-- Task instructions --
If a line of the records contains the string "JobConfig", copy it out.
[[ Input, beginning ]]
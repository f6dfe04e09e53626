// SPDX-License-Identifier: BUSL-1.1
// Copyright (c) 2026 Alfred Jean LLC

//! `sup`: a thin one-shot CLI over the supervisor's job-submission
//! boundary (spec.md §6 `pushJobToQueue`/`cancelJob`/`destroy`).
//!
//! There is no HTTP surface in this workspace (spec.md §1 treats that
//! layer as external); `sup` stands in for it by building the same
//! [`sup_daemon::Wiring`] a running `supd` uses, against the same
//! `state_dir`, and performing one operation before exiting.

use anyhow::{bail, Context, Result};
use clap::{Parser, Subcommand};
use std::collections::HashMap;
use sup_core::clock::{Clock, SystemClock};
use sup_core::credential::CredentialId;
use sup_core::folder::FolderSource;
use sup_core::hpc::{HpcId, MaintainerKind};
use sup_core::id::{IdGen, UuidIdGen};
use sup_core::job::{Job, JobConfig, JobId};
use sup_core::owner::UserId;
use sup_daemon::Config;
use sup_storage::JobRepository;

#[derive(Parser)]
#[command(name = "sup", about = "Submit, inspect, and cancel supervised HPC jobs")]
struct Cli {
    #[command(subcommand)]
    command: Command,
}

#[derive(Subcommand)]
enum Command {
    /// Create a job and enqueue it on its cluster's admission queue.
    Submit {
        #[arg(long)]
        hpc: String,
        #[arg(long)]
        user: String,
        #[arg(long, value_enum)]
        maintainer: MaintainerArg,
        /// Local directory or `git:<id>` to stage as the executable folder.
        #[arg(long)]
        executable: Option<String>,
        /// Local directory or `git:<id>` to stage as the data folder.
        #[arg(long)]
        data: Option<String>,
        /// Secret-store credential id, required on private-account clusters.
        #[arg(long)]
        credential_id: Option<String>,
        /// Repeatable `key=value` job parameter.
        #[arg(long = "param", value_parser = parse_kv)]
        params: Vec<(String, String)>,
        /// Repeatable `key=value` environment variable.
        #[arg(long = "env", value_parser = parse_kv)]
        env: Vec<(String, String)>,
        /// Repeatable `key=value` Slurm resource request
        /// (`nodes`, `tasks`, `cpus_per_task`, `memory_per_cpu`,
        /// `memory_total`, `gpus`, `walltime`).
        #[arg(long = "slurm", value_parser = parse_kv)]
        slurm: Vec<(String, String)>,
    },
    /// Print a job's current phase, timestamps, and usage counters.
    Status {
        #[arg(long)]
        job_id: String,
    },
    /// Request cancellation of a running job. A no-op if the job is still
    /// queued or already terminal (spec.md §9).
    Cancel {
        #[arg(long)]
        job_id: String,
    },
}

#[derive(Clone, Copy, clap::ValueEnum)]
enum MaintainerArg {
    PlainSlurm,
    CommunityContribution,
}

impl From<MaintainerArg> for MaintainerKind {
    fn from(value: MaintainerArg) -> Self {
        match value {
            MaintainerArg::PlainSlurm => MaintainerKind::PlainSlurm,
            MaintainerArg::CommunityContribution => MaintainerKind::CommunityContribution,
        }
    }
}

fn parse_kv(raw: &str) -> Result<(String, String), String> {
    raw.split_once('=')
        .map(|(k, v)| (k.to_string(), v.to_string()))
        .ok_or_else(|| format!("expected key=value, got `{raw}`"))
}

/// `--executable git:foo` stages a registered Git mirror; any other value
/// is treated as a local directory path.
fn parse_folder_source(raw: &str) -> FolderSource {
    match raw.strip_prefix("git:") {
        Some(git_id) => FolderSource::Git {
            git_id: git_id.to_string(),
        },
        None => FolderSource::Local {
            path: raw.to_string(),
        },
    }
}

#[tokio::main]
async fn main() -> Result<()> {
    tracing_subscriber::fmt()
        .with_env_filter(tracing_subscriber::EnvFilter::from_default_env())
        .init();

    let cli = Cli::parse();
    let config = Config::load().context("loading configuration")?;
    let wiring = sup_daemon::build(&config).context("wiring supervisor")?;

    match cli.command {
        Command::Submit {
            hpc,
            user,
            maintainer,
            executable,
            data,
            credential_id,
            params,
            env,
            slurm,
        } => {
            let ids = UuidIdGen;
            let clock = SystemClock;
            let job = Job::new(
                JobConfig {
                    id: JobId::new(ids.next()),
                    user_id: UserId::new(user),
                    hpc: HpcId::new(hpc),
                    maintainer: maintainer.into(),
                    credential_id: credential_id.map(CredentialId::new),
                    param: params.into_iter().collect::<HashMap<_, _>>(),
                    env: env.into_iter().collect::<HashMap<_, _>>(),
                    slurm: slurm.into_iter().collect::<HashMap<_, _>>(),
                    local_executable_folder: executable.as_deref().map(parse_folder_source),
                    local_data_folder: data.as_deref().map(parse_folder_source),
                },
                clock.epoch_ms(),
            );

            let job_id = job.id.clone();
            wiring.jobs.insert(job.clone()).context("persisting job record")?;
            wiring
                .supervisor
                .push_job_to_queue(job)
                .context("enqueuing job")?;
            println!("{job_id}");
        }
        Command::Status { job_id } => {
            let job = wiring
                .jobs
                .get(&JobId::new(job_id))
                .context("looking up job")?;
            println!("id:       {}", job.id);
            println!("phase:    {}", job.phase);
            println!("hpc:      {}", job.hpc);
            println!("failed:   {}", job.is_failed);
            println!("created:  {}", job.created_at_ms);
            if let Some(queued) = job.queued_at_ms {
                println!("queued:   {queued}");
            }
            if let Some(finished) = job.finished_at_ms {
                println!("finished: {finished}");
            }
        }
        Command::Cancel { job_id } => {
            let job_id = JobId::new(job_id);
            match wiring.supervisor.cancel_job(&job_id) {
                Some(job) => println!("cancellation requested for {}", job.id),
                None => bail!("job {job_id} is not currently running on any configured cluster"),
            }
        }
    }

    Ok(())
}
[[ Input, end ]]
[[ Input, beginning ]]
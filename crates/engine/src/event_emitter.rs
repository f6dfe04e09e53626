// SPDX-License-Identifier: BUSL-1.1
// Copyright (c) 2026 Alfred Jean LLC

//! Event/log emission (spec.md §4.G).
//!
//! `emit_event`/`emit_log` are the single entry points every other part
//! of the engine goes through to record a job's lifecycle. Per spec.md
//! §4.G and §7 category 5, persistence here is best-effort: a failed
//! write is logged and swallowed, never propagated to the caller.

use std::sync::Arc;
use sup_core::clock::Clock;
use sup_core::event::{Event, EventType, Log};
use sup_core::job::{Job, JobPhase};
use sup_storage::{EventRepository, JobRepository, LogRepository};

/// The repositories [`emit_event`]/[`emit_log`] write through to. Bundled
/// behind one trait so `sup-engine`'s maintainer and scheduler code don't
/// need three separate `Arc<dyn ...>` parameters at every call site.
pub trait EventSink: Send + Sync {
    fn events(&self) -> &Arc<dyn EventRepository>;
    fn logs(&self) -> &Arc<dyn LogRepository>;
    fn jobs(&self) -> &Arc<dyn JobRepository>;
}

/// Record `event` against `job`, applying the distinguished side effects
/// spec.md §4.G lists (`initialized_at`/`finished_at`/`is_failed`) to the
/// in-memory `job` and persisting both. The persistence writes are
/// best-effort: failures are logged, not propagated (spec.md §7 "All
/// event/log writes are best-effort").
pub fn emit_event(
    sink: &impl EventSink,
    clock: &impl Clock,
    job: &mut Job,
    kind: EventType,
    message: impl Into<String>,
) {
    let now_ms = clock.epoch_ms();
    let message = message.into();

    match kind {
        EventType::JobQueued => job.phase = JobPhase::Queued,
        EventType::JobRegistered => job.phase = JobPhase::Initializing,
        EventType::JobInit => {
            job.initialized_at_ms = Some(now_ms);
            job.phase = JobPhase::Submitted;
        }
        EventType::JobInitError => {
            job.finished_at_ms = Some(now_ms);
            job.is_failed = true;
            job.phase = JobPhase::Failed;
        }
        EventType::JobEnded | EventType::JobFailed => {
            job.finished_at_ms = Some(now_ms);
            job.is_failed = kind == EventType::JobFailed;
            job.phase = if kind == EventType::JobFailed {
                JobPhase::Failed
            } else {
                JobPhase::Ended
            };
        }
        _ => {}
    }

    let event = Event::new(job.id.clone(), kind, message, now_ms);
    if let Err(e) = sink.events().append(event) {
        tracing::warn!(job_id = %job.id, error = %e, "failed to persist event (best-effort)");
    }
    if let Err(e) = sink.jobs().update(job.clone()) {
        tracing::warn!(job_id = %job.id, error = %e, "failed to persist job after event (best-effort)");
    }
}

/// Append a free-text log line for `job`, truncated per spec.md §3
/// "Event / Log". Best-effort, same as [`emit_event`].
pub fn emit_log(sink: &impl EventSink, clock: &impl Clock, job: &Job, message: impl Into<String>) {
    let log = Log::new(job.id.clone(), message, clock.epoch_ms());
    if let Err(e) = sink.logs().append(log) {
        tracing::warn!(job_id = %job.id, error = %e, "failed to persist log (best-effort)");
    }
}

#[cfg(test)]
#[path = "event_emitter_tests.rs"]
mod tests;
[[ Input, end ]]
[[ Input, beginning ]]
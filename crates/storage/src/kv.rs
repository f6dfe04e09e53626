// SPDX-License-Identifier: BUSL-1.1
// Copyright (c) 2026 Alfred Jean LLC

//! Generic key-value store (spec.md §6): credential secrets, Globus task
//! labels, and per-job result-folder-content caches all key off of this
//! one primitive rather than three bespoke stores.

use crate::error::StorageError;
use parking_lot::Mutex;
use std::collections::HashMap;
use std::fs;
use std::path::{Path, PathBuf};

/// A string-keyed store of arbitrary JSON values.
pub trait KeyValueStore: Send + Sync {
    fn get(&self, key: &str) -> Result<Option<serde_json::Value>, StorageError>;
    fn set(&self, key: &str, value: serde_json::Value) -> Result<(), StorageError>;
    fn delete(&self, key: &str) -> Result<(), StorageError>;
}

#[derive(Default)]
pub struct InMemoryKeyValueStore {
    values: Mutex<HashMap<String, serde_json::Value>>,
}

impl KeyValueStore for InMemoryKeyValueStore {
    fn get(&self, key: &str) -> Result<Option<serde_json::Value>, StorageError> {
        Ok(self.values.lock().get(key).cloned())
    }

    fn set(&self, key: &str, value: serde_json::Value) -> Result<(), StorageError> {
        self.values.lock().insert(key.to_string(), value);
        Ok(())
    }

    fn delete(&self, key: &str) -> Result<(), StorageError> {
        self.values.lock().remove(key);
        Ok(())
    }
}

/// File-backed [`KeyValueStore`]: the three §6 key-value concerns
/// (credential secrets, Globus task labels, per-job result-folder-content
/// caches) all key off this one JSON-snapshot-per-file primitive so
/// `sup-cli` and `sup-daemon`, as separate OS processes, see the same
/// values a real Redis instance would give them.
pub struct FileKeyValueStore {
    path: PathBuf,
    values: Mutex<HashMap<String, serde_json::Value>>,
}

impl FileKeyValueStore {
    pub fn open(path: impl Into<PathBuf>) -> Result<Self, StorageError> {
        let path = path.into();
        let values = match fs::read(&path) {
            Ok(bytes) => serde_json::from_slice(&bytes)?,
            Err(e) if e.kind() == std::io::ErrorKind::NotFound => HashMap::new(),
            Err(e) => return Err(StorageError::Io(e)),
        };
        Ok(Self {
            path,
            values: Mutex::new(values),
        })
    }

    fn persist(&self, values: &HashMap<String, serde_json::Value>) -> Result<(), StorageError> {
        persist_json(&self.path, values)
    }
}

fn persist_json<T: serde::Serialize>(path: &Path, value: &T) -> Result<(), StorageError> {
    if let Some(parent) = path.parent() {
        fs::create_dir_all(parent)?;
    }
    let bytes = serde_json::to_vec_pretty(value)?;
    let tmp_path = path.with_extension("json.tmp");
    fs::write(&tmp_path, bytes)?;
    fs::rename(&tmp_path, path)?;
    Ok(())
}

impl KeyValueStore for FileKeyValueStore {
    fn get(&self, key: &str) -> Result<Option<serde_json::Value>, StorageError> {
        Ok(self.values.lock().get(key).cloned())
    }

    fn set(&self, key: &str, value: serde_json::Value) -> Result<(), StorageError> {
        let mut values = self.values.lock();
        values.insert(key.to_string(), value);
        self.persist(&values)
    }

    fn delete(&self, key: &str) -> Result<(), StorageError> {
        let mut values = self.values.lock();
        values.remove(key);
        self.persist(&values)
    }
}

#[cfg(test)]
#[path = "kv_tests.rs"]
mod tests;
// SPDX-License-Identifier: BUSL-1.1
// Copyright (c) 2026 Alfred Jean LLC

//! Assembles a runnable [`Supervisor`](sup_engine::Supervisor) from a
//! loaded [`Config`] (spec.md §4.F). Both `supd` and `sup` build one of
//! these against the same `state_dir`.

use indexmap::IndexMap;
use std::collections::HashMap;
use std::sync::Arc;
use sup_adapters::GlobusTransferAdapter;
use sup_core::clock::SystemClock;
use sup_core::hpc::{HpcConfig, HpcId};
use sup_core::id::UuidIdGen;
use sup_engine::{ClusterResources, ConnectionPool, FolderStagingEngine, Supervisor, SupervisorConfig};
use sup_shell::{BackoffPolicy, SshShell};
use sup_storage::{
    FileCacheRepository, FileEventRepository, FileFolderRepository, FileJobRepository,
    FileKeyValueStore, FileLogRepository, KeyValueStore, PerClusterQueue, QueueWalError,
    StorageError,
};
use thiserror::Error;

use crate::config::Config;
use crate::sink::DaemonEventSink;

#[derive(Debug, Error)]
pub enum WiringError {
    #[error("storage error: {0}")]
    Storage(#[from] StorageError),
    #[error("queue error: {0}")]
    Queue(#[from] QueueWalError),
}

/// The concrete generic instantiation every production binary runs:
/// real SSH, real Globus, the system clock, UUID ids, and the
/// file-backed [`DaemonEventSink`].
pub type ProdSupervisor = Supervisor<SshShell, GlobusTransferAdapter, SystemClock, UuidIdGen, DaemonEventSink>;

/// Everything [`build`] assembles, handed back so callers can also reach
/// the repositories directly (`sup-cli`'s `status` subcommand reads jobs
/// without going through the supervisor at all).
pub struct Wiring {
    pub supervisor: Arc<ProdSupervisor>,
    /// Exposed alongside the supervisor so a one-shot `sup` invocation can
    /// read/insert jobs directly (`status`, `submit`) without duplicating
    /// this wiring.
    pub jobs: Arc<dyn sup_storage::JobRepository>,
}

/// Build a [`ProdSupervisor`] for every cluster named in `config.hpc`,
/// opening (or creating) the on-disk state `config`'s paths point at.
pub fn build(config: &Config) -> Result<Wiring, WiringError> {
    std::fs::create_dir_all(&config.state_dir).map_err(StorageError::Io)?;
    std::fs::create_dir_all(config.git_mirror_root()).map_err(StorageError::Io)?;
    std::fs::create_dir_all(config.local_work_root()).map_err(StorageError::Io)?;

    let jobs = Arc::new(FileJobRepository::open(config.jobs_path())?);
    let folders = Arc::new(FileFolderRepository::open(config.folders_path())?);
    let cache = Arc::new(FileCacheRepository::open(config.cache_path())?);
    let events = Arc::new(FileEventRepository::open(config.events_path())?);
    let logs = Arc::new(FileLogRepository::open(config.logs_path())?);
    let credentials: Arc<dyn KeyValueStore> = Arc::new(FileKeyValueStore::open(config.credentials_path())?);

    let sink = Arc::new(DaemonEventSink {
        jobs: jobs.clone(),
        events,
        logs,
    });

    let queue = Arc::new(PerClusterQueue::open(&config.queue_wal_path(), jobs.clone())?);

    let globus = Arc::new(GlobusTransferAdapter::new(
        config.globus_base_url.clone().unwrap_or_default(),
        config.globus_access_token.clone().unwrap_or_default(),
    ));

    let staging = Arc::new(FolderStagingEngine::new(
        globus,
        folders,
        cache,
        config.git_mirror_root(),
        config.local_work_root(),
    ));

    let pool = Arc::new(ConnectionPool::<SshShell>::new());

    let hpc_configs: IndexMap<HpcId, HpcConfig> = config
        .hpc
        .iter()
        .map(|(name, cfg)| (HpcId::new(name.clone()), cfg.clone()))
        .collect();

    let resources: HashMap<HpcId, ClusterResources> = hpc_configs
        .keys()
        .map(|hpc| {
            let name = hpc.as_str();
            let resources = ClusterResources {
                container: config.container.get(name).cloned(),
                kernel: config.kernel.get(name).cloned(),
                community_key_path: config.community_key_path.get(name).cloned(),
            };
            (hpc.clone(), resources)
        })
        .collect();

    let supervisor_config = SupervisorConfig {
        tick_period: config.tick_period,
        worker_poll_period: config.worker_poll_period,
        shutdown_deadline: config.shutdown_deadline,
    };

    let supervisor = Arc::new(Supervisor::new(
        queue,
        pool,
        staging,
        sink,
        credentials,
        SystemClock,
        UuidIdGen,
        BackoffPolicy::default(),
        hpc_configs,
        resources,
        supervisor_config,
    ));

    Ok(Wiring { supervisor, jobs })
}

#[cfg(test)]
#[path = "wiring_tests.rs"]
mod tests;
[[ Input, end ]]
-- Solution to the exercise --
use sup_core::job::{Job, JobConfig, JobId};
                JobConfig {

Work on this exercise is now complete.